*** Opening of Source information ***

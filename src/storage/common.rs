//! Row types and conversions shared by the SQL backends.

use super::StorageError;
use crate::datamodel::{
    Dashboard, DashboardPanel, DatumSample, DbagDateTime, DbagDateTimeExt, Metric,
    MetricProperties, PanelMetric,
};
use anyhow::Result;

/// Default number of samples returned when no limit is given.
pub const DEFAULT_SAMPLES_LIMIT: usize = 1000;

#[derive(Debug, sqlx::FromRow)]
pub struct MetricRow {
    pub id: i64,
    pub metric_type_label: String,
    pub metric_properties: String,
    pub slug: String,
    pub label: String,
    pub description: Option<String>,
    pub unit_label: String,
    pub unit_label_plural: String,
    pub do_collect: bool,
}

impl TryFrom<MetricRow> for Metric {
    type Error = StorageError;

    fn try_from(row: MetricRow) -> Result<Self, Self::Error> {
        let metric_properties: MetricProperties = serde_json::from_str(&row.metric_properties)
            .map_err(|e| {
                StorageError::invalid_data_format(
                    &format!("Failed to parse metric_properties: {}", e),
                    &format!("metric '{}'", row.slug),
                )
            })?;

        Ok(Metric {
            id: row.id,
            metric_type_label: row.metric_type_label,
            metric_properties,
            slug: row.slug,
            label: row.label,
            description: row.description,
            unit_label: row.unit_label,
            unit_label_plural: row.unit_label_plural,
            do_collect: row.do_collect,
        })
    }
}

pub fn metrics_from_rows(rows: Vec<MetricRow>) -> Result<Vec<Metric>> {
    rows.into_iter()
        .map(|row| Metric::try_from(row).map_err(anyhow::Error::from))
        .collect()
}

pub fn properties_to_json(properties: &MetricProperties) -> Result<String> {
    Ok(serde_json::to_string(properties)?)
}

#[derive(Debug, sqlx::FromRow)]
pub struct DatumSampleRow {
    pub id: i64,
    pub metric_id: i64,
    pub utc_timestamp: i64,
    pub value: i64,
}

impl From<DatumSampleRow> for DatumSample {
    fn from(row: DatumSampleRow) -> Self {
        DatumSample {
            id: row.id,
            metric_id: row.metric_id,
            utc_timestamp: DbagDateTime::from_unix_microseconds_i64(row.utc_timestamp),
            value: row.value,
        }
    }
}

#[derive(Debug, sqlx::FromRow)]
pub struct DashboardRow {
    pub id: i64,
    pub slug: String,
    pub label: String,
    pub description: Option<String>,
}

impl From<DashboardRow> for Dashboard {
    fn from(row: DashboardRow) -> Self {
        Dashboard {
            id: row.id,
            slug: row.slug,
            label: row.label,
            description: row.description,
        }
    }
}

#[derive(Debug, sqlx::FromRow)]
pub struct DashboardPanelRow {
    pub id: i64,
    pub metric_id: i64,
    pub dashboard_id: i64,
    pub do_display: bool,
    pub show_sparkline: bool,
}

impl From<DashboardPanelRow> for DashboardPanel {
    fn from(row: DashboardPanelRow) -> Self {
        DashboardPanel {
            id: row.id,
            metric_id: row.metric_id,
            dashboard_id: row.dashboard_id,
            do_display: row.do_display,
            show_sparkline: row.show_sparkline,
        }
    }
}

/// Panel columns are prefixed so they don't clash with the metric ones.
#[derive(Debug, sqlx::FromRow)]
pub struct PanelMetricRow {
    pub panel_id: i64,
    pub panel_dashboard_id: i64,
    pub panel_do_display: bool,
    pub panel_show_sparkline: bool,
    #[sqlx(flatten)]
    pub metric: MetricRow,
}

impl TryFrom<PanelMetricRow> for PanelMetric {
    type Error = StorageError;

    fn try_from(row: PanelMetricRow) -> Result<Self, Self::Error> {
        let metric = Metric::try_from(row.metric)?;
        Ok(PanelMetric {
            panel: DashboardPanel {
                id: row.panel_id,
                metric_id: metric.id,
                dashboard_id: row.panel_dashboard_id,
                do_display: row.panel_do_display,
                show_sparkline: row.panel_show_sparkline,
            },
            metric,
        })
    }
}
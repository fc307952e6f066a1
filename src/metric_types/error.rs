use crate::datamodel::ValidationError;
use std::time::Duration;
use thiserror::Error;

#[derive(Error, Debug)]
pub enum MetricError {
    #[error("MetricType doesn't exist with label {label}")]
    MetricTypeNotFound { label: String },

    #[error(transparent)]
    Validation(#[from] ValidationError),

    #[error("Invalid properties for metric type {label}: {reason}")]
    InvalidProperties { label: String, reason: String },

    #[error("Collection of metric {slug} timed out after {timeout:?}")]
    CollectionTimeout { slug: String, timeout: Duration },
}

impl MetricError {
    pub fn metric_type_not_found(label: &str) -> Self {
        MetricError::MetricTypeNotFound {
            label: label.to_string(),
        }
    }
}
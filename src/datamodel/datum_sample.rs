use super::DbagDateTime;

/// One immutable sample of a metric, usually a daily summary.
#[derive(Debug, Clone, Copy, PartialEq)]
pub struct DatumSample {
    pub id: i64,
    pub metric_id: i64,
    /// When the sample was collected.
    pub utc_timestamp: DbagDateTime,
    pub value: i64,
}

*** Close of Source information ***

What this task involves: Nothing in the data may be omitted; transcribe it exactly.

The answer:
filename src/storage/common.rs
//! Row types and conversions shared by the SQL backends.

use super::StorageError;
use crate::datamodel::{
    Dashboard, DashboardPanel, DatumSample, DbagDateTime, DbagDateTimeExt, Metric,
    MetricProperties, PanelMetric,
};
use anyhow::Result;

/// Default number of samples returned when no limit is given.
pub const DEFAULT_SAMPLES_LIMIT: usize = 1000;

#[derive(Debug, sqlx::FromRow)]
pub struct MetricRow {
    pub id: i64,
    pub metric_type_label: String,
    pub metric_properties: String,
    pub slug: String,
    pub label: String,
    pub description: Option<String>,
    pub unit_label: String,
    pub unit_label_plural: String,
    pub do_collect: bool,
}

impl TryFrom<MetricRow> for Metric {
    type Error = StorageError;

    fn try_from(row: MetricRow) -> Result<Self, Self::Error> {
        let metric_properties: MetricProperties = serde_json::from_str(&row.metric_properties)
            .map_err(|e| {
                StorageError::invalid_data_format(
                    &format!("Failed to parse metric_properties: {}", e),
                    &format!("metric '{}'", row.slug),
                )
            })?;

        Ok(Metric {
            id: row.id,
            metric_type_label: row.metric_type_label,
            metric_properties,
            slug: row.slug,
            label: row.label,
            description: row.description,
            unit_label: row.unit_label,
            unit_label_plural: row.unit_label_plural,
            do_collect: row.do_collect,
        })
    }
}

pub fn metrics_from_rows(rows: Vec<MetricRow>) -> Result<Vec<Metric>> {
    rows.into_iter()
        .map(|row| Metric::try_from(row).map_err(anyhow::Error::from))
        .collect()
}

pub fn properties_to_json(properties: &MetricProperties) -> Result<String> {
    Ok(serde_json::to_string(properties)?)
}

#[derive(Debug, sqlx::FromRow)]
pub struct DatumSampleRow {
    pub id: i64,
    pub metric_id: i64,
    pub utc_timestamp: i64,
    pub value: i64,
}

impl From<DatumSampleRow> for DatumSample {
    fn from(row: DatumSampleRow) -> Self {
        DatumSample {
            id: row.id,
            metric_id: row.metric_id,
            utc_timestamp: DbagDateTime::from_unix_microseconds_i64(row.utc_timestamp),
            value: row.value,
        }
    }
}

#[derive(Debug, sqlx::FromRow)]
pub struct DashboardRow {
    pub id: i64,
    pub slug: String,
    pub label: String,
    pub description: Option<String>,
}

impl From<DashboardRow> for Dashboard {
    fn from(row: DashboardRow) -> Self {
        Dashboard {
            id: row.id,
            slug: row.slug,
            label: row.label,
            description: row.description,
        }
    }
}

#[derive(Debug, sqlx::FromRow)]
pub struct DashboardPanelRow {
    pub id: i64,
    pub metric_id: i64,
    pub dashboard_id: i64,
    pub do_display: bool,
    pub show_sparkline: bool,
}

impl From<DashboardPanelRow> for DashboardPanel {
    fn from(row: DashboardPanelRow) -> Self {
        DashboardPanel {
            id: row.id,
            metric_id: row.metric_id,
            dashboard_id: row.dashboard_id,
            do_display: row.do_display,
            show_sparkline: row.show_sparkline,
        }
    }
}

/// Panel columns are prefixed so they don't clash with the metric ones.
#[derive(Debug, sqlx::FromRow)]
pub struct PanelMetricRow {
    pub panel_id: i64,
    pub panel_dashboard_id: i64,
    pub panel_do_display: bool,
    pub panel_show_sparkline: bool,
    #[sqlx(flatten)]
    pub metric: MetricRow,
}

impl TryFrom<PanelMetricRow> for PanelMetric {
    type Error = StorageError;

    fn try_from(row: PanelMetricRow) -> Result<Self, Self::Error> {
        let metric = Metric::try_from(row.metric)?;
        Ok(PanelMetric {
            panel: DashboardPanel {
                id: row.panel_id,
                metric_id: metric.id,
                dashboard_id: row.panel_dashboard_id,
                do_display: row.panel_do_display,
                show_sparkline: row.panel_show_sparkline,
            },
            metric,
        })
    }
}
repository fc307952e6f066a1
filename src/metric_types/error.rs
use crate::datamodel::ValidationError;
use std::time::Duration;
use thiserror::Error;

#[derive(Error, Debug)]
pub enum MetricError {
    #[error("MetricType doesn't exist with label {label}")]
    MetricTypeNotFound { label: String },

    #[error(transparent)]
    Validation(#[from] ValidationError),

    #[error("Invalid properties for metric type {label}: {reason}")]
    InvalidProperties { label: String, reason: String },

    #[error("Collection of metric {slug} timed out after {timeout:?}")]
    CollectionTimeout { slug: String, timeout: Duration },
}

impl MetricError {
    pub fn metric_type_not_found(label: &str) -> Self {
        MetricError::MetricTypeNotFound {
            label: label.to_string(),
        }
    }
}
filename src/datamodel/datum_sample.rs
use super::DbagDateTime;

/// One immutable sample of a metric, usually a daily summary.
#[derive(Debug, Clone, Copy, PartialEq)]
pub struct DatumSample {
    pub id: i64,
    pub metric_id: i64,
    /// When the sample was collected.
    pub utc_timestamp: DbagDateTime,
    pub value: i64,
}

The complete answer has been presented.